● TO DO
Copy out exactly every line from the line containing "assert!(locks.is_locked(&key, timeout).await);" until the records below end, inclusive of both boundary lines.

Segment Start: PROVIDED RECORDS

//! PostgreSQL-backed coordination tests
//!
//! Each test returns early when `DATABASE_URL` is unset. Run against a
//! disposable database with:
//!
//! ```text
//! DATABASE_URL=postgres://localhost/dawnbell_test cargo test --test postgres_test
//! ```

use std::sync::Arc;
use std::time::{Duration, Instant};

use chrono::{Days, NaiveDate, Utc};
use dawnbell::lock::{AcquireOutcome, LockManager, PostgresLockManager};
use dawnbell::models::{BroadcastSlot, BroadcastType, Completion, ReservationStatus};
use dawnbell::storage::{Database, DatabaseConfig, PostgresReservationLedger, ReservationLedger};
use futures::future::join_all;

async fn database() -> Option<Database> {
    let Ok(url) = std::env::var("DATABASE_URL") else {
        eprintln!("DATABASE_URL not set, skipping postgres test");
        return None;
    };
    let config = DatabaseConfig::default()
        .with_postgres_url(&url)
        .with_pool_size(16);
    let database = Database::connect(&config).unwrap();
    database.init_schema().await.unwrap();
    Some(database)
}

/// A date far from real traffic, unique per run
fn test_date() -> NaiveDate {
    let offset = (Utc::now().timestamp_micros() % 100_000) as u64;
    NaiveDate::from_ymd_opt(2100, 1, 1)
        .unwrap()
        .checked_add_days(Days::new(offset))
        .unwrap()
}

#[tokio::test(flavor = "multi_thread", worker_threads = 8)]
async fn test_postgres_exactly_one_reservation() {
    let Some(database) = database().await else {
        return;
    };
    let ledger = Arc::new(PostgresReservationLedger::new(
        database.pool().clone(),
        Duration::from_secs(10),
    ));
    let slot = BroadcastSlot::daily(BroadcastType::Wisdom, test_date());

    let attempts = (0..50).map(|_| {
        let ledger = Arc::clone(&ledger);
        let slot = slot.clone();
        tokio::spawn(async move { ledger.reserve(&slot, "postgres_test").await })
    });

    let winners = join_all(attempts)
        .await
        .into_iter()
        .filter(|joined| matches!(joined, Ok(Ok(Some(_)))))
        .count();
    assert_eq!(winners, 1);

    let record = ledger.get(&slot).await.unwrap().unwrap();
    ledger
        .mark_completed(record.id, &Completion::delivered(120, 3))
        .await
        .unwrap();

    let record = ledger.get(&slot).await.unwrap().unwrap();
    assert_eq!(record.status, ReservationStatus::Completed);
    assert_eq!(record.successful_deliveries, 120);
    assert_eq!(record.failed_deliveries, 3);
}

#[tokio::test]
async fn test_postgres_advisory_lock_is_exclusive() {
    let Some(database) = database().await else {
        return;
    };
    let locks = PostgresLockManager::new(database.pool().clone());
    let key = format!("broadcast:test:{}", test_date());
    let timeout = Duration::from_secs(5);

    let mut first = locks.acquire(&key, timeout).await;
    assert!(first.acquired());

    let second = locks.acquire(&key, timeout).await;
    assert_eq!(second.outcome(), &AcquireOutcome::AlreadyHeld);

    let active = locks.list_active_locks(timeout).await.unwrap();
    assert!(active.iter().any(|l| l.lock_id == first.lock_id() && l.granted));

    first.release().await;
    let mut third = locks.acquire(&key, timeout).await;
    assert!(third.acquired());
    third.release().await;
}

#[tokio::test]
async fn test_postgres_held_lock_returns_within_timeout() {
    let Some(database) = database().await else {
        return;
    };
    let locks = PostgresLockManager::new(database.pool().clone());
    let key = format!("broadcast:wisdom:{}", test_date());
    let timeout = Duration::from_secs(2);

    let mut first = locks.acquire(&key, timeout).await;
    assert!(first.acquired());

    // A second session sees the hold immediately instead of queueing on it
    let started = Instant::now();
    let second = locks.acquire(&key, timeout).await;
    assert_eq!(second.outcome(), &AcquireOutcome::AlreadyHeld);
    assert!(started.elapsed() < timeout);
    assert!(locks.is_locked(&key, timeout).await);

    first.release().await;
    assert!(!locks.is_locked(&key, timeout).await);
}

Segment End: PROVIDED RECORDS

● EXERCISE RESULT
    assert!(locks.is_locked(&key, timeout).await);

    first.release().await;
    assert!(!locks.is_locked(&key, timeout).await);
}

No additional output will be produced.